Agenda item

Budget Update Savings Proposals


The Committee noted the Equality Impact Assessment document provided by Thurrock Coalition to be considered in conjunction with this report.


The Committee learnt that the Council had to save around £37.7 million over three years. £15 million worth of savings had been identified so far but there was a budget gap still to be closed. More savings were needed and these would be brought forward to Cabinet in August and September. The budget calculations were based on a number of assumptions including that a 1% pay increase and increment awards would be given to staff and that council tax would be raised. More specifically, the adult social care budgets had not taken into account any possible additional costs caused by the forthcoming Care Act. It was assumed these would be funded by central government.


The pressures on adult social care were increasing as it was very much demand led and two thirds of the budget was spent on placements.


Members understood the savings were being made as a response to a reduction in local government grants by central government plus an increase in demand for the services. It was also discussed why the savings were only impacting on the year 2015/16 and not on future years. It was explained that the department had endeavoured to put as much savings in the first year as possible and although the savings would be made continually throughout ensuing years, they were only registered as savings when they were taken from the base budget.


Officers clarified that public consultation took the form of online surveys, taking the reports to overview and scrutiny committees but also through formal consultations like the one conducted for the meals on wheels service. The final decision on all budget items would not be taken until February 2015.


Officers stated that the department was a low spend department and to make savings they had focussed on protecting statutory duties, making savings as much as they could through improving procurement and obtaining external funding.


Efficiency in Public Health Commissioning


Councillor Gupta raised concerns that the savings made to a variety of services would decrease the effectiveness of them. Officers replied that all the services were still running and that the efficiencies made (which had reduced the duplication of work among other changes) had actually improved service delivery to residents. For example, in terms of weight management services, the money was being put into projects that provided community activities and support that reached a more diverse base of residents for longer than a twelve week programme. Officers clarified that the ‘other’ category was a sum of money reserved for any projects or issues that the community identified as needing more support. There was potential for this money to bolster one of the services which had been reviewed but officers were confident that the services were performing better and therefore would not require further funding.


Older People Voluntary Sector Contracts


Councillor Gupta felt that this saving needed to be returned to Cabinet for more discussion. He stated that older people, as a section of the population, were increasing and that the majority of the support these organisations provided were vital to the communities they served. Councillor Rice agreed with this view but stated that savings had to be made and if the council did not make savings to these contracts, then the savings would have to be made to other services. Officers suggested that a full impact assessment be made in relation to this item and be brought back to the next meeting.


Learning Disability, Mental Health and Other Third Sector Contracts


The majority of these contracts had been historically funded through the Learning Disability Development Fund. When this had ceased, the Council had continued funding. The proposal was to stop this funding and help the organisations seek external funding sources. With regards to HealthWatch, the proposal was to reduce funding by a third. Officers clarified this reduction by a third affected the entire HealthWatch budget.

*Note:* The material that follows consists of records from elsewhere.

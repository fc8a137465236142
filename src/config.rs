use std::path::{Path, PathBuf};
use std::time::Duration;

use anyhow::{bail, Context, Result};
use serde::Deserialize;

use crate::fetch::RetryPolicy;

pub const ENV_PREFIX: &str = "REVIEWS";
pub const DEFAULT_CONFIG_FILE: &str = "scraper.toml";

const MAX_DELAY_SECS: f64 = 3600.0;
const MAX_BACKOFF_SECS: f64 = 600.0;

const DEFAULT_USER_AGENT: &str = "Mozilla/5.0 (Windows NT 10.0; Win64; x64) AppleWebKit/537.36 (KHTML, like Gecko) Chrome/91.0.4472.124 Safari/537.36";

/// Review selectors, most specific first. The hashed class names come from the
/// site's styled-components output and drift between deploys, hence the tail of
/// progressively broader patterns.
const DEFAULT_SELECTORS: &[&str] = &[
    "p.sc-1hez2tp-0.sc-hfLElm.hreYiP",
    "p.sc-1hez2tp-0.hreYiP",
    "p.hreYiP",
    "div.sc-dgAbBl.ceFzZe p",
    "section.sc-jOnSTu.cfrSOJ p",
    r#"div[data-testid="review-text"]"#,
    "div.reviews-text",
    "p.review-text",
    "div.review-content p",
    r#"[class*="review"] p"#,
    r#"div[class*="review-text"]"#,
    r#"p[class*="review"]"#,
];

/// Which of the two page extraction paths a run uses. They are alternatives,
/// never chained.
#[derive(Debug, Clone, Copy, PartialEq, Eq, Deserialize, clap::ValueEnum)]
#[serde(rename_all = "lowercase")]
pub enum ExtractionMode {
    /// CSS selector fallback chain over the rendered markup.
    Markup,
    /// The `__PRELOADED_STATE__` JSON blob embedded in a script tag.
    Payload,
}

#[derive(Debug, Clone, Deserialize)]
#[serde(default)]
pub struct ScraperConfig {
    /// Table with a `url` column listing the restaurants to crawl.
    pub input_file: PathBuf,
    /// Final CSV export. The intermediate copy and stats document sit next to it.
    pub output_file: PathBuf,
    pub checkpoint_file: PathBuf,
    /// Review pages fetched per restaurant at most.
    pub max_pages: u32,
    /// Politeness delay bounds, drawn uniformly before every page fetch.
    pub delay_min_secs: f64,
    pub delay_max_secs: f64,
    pub timeout_secs: u64,
    pub max_retries: u32,
    pub retry_backoff_secs: f64,
    pub retry_statuses: Vec<u16>,
    /// Checkpoint and intermediate export cadence, in identifiers.
    pub chunk_size: usize,
    /// Minimum review length in characters.
    pub min_review_length: usize,
    /// Appended to a restaurant URL to reach its review listing.
    pub review_suffix: String,
    pub selectors: Vec<String>,
    pub mode: ExtractionMode,
    /// Identifiers listed in the stats document's leaderboard.
    pub top_n: usize,
    pub user_agent: String,
}

impl Default for ScraperConfig {
    fn default() -> Self {
        Self {
            input_file: PathBuf::from("zomato.csv"),
            output_file: PathBuf::from("zomato_reviews_from_urls.csv"),
            checkpoint_file: PathBuf::from("scraping_checkpoint.json"),
            max_pages: 5,
            delay_min_secs: 1.0,
            delay_max_secs: 3.0,
            timeout_secs: 30,
            max_retries: 3,
            retry_backoff_secs: 1.0,
            retry_statuses: vec![429, 500, 502, 503, 504],
            chunk_size: 10,
            min_review_length: 20,
            review_suffix: "/reviews".to_string(),
            selectors: DEFAULT_SELECTORS.iter().map(|s| s.to_string()).collect(),
            mode: ExtractionMode::Markup,
            top_n: 10,
            user_agent: DEFAULT_USER_AGENT.to_string(),
        }
    }
}

impl ScraperConfig {
    /// Layer an optional TOML file under `REVIEWS_*` environment variables.
    pub fn load(path: &Path) -> Result<Self> {
        let settings = config::Config::builder()
            .add_source(config::File::from(path).required(false))
            .add_source(
                config::Environment::with_prefix(ENV_PREFIX)
                    .try_parsing(true)
                    .list_separator(",")
                    .with_list_parse_key("retry_statuses"),
            )
            .build()
            .with_context(|| format!("Failed to read config from {}", path.display()))?;

        let cfg: ScraperConfig = settings
            .try_deserialize()
            .context("Invalid scraper configuration")?;
        cfg.validate()?;
        Ok(cfg)
    }

    pub fn validate(&self) -> Result<()> {
        if self.max_pages == 0 {
            bail!("max_pages must be at least 1");
        }
        if self.chunk_size == 0 {
            bail!("chunk_size must be at least 1");
        }
        check_secs("delay_min_secs", self.delay_min_secs, MAX_DELAY_SECS)?;
        check_secs("delay_max_secs", self.delay_max_secs, MAX_DELAY_SECS)?;
        check_secs("retry_backoff_secs", self.retry_backoff_secs, MAX_BACKOFF_SECS)?;
        if self.delay_min_secs > self.delay_max_secs {
            bail!(
                "delay_min_secs ({}) exceeds delay_max_secs ({})",
                self.delay_min_secs,
                self.delay_max_secs
            );
        }
        if self.mode == ExtractionMode::Markup && self.selectors.is_empty() {
            bail!("markup mode needs at least one selector");
        }
        Ok(())
    }

    pub fn request_timeout(&self) -> Duration {
        Duration::from_secs(self.timeout_secs)
    }

    pub fn retry_policy(&self) -> RetryPolicy {
        RetryPolicy {
            max_retries: self.max_retries,
            backoff_base: Duration::from_secs_f64(self.retry_backoff_secs),
            retry_statuses: self.retry_statuses.clone(),
        }
    }

    /// `temp_<output name>` alongside the final export.
    pub fn intermediate_file(&self) -> PathBuf {
        let name = self
            .output_file
            .file_name()
            .map(|n| n.to_string_lossy().into_owned())
            .unwrap_or_else(|| "reviews.csv".to_string());
        self.output_file.with_file_name(format!("temp_{}", name))
    }

    /// `<output stem>_stats.json` alongside the final export.
    pub fn stats_file(&self) -> PathBuf {
        stats_path_for(&self.output_file)
    }
}

/// Finite and within `0..=max`.
fn check_secs(name: &str, value: f64, max: f64) -> Result<()> {
    if !value.is_finite() || !(0.0..=max).contains(&value) {
        bail!("{} must be between 0 and {} seconds, got {}", name, max, value);
    }
    Ok(())
}

pub fn stats_path_for(output: &Path) -> PathBuf {
    let stem = output
        .file_stem()
        .map(|s| s.to_string_lossy().into_owned())
        .unwrap_or_else(|| "reviews".to_string());
    output.with_file_name(format!("{}_stats.json", stem))
}

// ── Tests ──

It was noted that the reduction in grants would affect numerous cross organisation projects. Officers agreed to provide a breakdown of all the proposed savings for voluntary sector grants so the organisations could see which projects would be affected.


Officers would be reviewing the advocacy service contract as soon as it was up for renewal but added this was a statutory service so would be suitably funded in the future.


The committee agreed that this item required an equality impact assessment, which included effects on the disabled community.


Councillor Key requested that the council look at how to re-model the advocacy and advice services so that savings could be made but also provide a service to those communities that required help. He also felt that Age Concern UK was vitally important to helping older people with living and should be part of the impact assessment.


Officers highlighted that the Council had expanded the voluntary sector in previous years and this should be taken into account.




Savings would be made by deleting one post and re-negotiating the contract for equipment with Essex County Council. The Committee was assured that remaining staff would have the skills to provide a suitable service.


Supported Living Review


This area related to services that had previously been funded under the Supporting People Budget and had been divided into five categories, namely:


·         Category 1 – those services that would be stopped.

·         Category 2 – those services that would be supported by housing in the future

·         Category 3 – those services yet to be decided upon.

·         Category 4 – those services that may reduce.

·         Category 5 – those services that would continue but may be funded through external or alternative sources.


Within category 1, the services being stopped were the young people’s mediation service (which had received a low uptake in the community), Homeless Prevention Service (this would be covered by a Housing service) and Leaseholders Payment (which was an historic benefit from 2001-2003 that affected a very small number of older people).


Ian Evans added that mental health and housing was a significant issue and it was important that the council ensured appropriate housing for people with mental health issues to reduce suicides and admissions to specialist services.




1.         The above comments be noted by Cabinet in future budget considerations.


2.         The Equality Impact Assessment provided by Thurrock Coalition be noted in conjunction with this report.


3.         Impact assessments would be brought back to the September meeting on the voluntary sector reductions and Categories 3 and 4 under the Supporting People budgets.